1955 Estudo sobre possibilidades de desenvolvimento do Pernambuco; 1956-1958 Estudo da Aglomeração Paulistana;

1958-1962 Estudo da Aglomeração de Belo Horizonte e Relatório para o Plano Diretor de Belo Horizonte, MG;

1959-1960 Estudo para o desenvolvimento do Estado da Guanabara; 1959-1961 Estudo sobre os problemas sócioeconômicos de Ipatinga, MG; 1961 Relatório sobre os problemas da Saúde Pública no Paraná; 1961-1962 Projeto para a região do Araguaia, SP;

1962 Estudo para concepção de um programa de gestão dos Armazéns Gerais do Estado do Mato Grosso;

1962 Estudo para implantação de um loteamento no município de São Paulo;

1962 Estudo para implantação de um loteamento no município de São Vicente;

1962-1963 Plano Diretor para Sorocaba, SP; 1962-1963 Plano Diretor para Barretos, SP;

1962-1963 Estudo para implantação de uma política habitacional em São Paulo;

1963 Estudo para um programa de Educação Fundamental; 1963 Comunidades Territoriais do Paraná;

1963 Projeto para rede de Água e Esgoto no Estado do Paraná;

1963 Relatório sobre o serviço de Água e Esgoto: Análise da situação dos sistemas nas redes de municípios do interior de São Paulo; 1963-1964 Prospecto dos Problemas de Desenvolvimento de Ubatuba, SP; 1964 Energia Elétrica no Estado de São Paulo;

4.0. Introdução

Neste capítulo, introduzimos o objeto de pesquisa que deu origem a esta dissertação de mestrado, o estudo da “Estrutura Urbana da Aglomeração Paulistana”, trabalho que, conforme já dissemos, foi realizado pela Sociedade para Análises Gráficas e Mecanográficas Aplicadas aos Complexos Sociais para a Prefeitura paulistana, no final da década de 1950.

Neste quarto capítulo, daremos início à discussão sobre a abrangência que este estudo teve na elaboração de um diagnóstico urbanístico das condições sociais e estruturais da cidade de São Paulo e dos municípios vizinhos. Primeiramente, discutiremos os aspectos da contratação e dos termos do contrato, assinado entre Prefeitura e SAGMACS, em outubro de 1956. Num segundo momento deste capítulo, apresentaremos a forma como a pesquisa urbana realizada pela SAGMACS se apresentou para o meio técnico, como relatório de análise sobre os problemas da cidade.

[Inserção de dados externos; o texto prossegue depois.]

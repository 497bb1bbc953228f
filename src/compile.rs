//! Schema compilation: turn a [`Schema`] into the two aggregate validators
//! used by the load pipeline.
//!
//! - `combined` checks a whole merged mapping, one entry per field.
//! - `env_overlay` checks only env-bound fields, each wrapped as optional
//!   and without defaults, so an unset variable contributes nothing.
//!
//! Both are built once, when the engine is built.

use crate::error::{FieldIssue, ValidationFailure};
use crate::schema::{Field, Schema};
use crate::types::RawMap;

#[derive(Debug, Clone)]
struct Rule {
    name: String,
    field: Field,
    /// Absence is valid and yields nothing, regardless of the field's own
    /// optional/default settings.
    absent_ok: bool,
}

/// Validates a mapping against a fixed set of named fields.
#[derive(Debug, Clone)]
pub struct ObjectValidator {
    rules: Vec<Rule>,
}

impl ObjectValidator {
    /// Validate `input` and return the normalized mapping.
    ///
    /// Keys without a rule are dropped. Every failing field is reported, not
    /// just the first.
    pub fn validate(&self, input: &RawMap) -> Result<RawMap, ValidationFailure> {
        let mut out = RawMap::new();
        let mut issues = Vec::new();

        for rule in &self.rules {
            let raw = input.get(&rule.name);
            let result = match raw {
                None if rule.absent_ok => Ok(None),
                Some(value) if rule.absent_ok => rule.field.check(value).map(Some),
                _ => rule.field.validate(raw),
            };
            match result {
                Ok(Some(value)) => {
                    out.insert(rule.name.clone(), value);
                }
                Ok(None) => {}
                Err(reason) => issues.push(FieldIssue {
                    field: rule.name.clone(),
                    reason,
                }),
            }
        }

        if issues.is_empty() {
            Ok(out)
        } else {
            Err(ValidationFailure { issues })
        }
    }

    pub fn field_names(&self) -> impl Iterator<Item = &str> {
        self.rules.iter().map(|rule| rule.name.as_str())
    }

    pub fn len(&self) -> usize {
        self.rules.len()
    }
}

/// The schema's compiled form. Read-only after construction.
#[derive(Debug, Clone)]
pub struct CompiledSchema {
    pub schema: Schema,
    pub combined: ObjectValidator,
    pub env_overlay: ObjectValidator,
}

impl CompiledSchema {
    pub fn compile(schema: Schema) -> Self {
        let combined = ObjectValidator {
            rules: schema
                .iter()
                .map(|(name, field)| Rule {
                    name: name.to_string(),
                    field: field.clone(),
                    absent_ok: false,
                })
                .collect(),
        };

        let env_overlay = ObjectValidator {
            rules: schema
                .iter()
                .filter(|(_, field)| field.env_name().is_some())
                .map(|(name, field)| Rule {
                    name: name.to_string(),
                    field: field.clone(),
                    absent_ok: true,
                })
                .collect(),
        };

        Self {
            schema,
            combined,
            env_overlay,
        }
    }

    /// `(field, variable)` pairs for every env-bound field.
    pub fn env_bindings(&self) -> impl Iterator<Item = (&str, &str)> {
        self.schema
            .iter()
            .filter_map(|(name, field)| field.env_name().map(|var| (name, var)))
    }
}

#[cfg(test)]
mod tests {
    use super::*;
    use crate::fixtures::test::server_schema;
    use serde_json::json;

    fn map(value: serde_json::Value) -> RawMap {
        value.as_object().cloned().unwrap()
    }

    #[test]
    fn combined_covers_every_field() {
        let compiled = CompiledSchema::compile(server_schema());
        let names: Vec<&str> = compiled.combined.field_names().collect();
        assert_eq!(names, vec!["debug", "host", "port", "tags"]);
    }

    #[test]
    fn env_overlay_covers_only_bound_fields() {
        let compiled = CompiledSchema::compile(server_schema());
        let names: Vec<&str> = compiled.env_overlay.field_names().collect();
        assert_eq!(names, vec!["debug", "port"]);
        let bindings: Vec<_> = compiled.env_bindings().collect();
        assert_eq!(bindings, vec![("debug", "APP_DEBUG"), ("port", "APP_PORT")]);
    }

    #[test]
    fn combined_accepts_valid_mapping() {
        let compiled = CompiledSchema::compile(server_schema());
        let out = compiled
            .combined
            .validate(&map(json!({"port": "3000", "host": "localhost"})))
            .unwrap();
        assert_eq!(out["port"], json!(3000));
        assert_eq!(out["debug"], json!(false));
        assert!(!out.contains_key("tags"));
    }

    #[test]
    fn combined_reports_every_offending_field() {
        let compiled = CompiledSchema::compile(server_schema());
        let err = compiled
            .combined
            .validate(&map(json!({"port": "invalid"})))
            .unwrap_err();
        assert!(err.has_field("port"));
        assert!(err.has_field("host"));
        assert_eq!(err.issues.len(), 2);
    }

    #[test]
    fn combined_drops_unknown_keys() {
        let compiled = CompiledSchema::compile(server_schema());
        let out = compiled
            .combined
            .validate(&map(json!({"port": 1, "host": "h", "extra": true})))
            .unwrap();
        assert!(!out.contains_key("extra"));
    }

    #[test]
    fn env_overlay_treats_absence_as_valid_without_defaults() {
        let compiled = CompiledSchema::compile(server_schema());
        let out = compiled.env_overlay.validate(&RawMap::new()).unwrap();
        assert!(out.is_empty());
    }

    #[test]
    fn env_overlay_rejects_mistyped_value() {
        let compiled = CompiledSchema::compile(server_schema());
        let err = compiled
            .env_overlay
            .validate(&map(json!({"port": "not-a-port"})))
            .unwrap_err();
        assert!(err.has_field("port"));
    }

    #[test]
    fn env_overlay_ignores_unbound_fields() {
        let compiled = CompiledSchema::compile(server_schema());
        let out = compiled
            .env_overlay
            .validate(&map(json!({"host": 12})))
            .unwrap();
        assert!(out.is_empty());
    }
}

É bom lembrar que o estudo elaborado não se impõe enquanto plano urbanístico para a cidade, mas sim com o intuito único e exclusivo de levantar e apontar para os dados da realidade social e econômica existente em São Paulo. Para tanto, propomos delimitar este capítulo à apresentação do relatório apenas enquanto organização textual, sem uma análise aprofundada sobre o material, a qual acontecerá no quinto capítulo de nossa dissertação.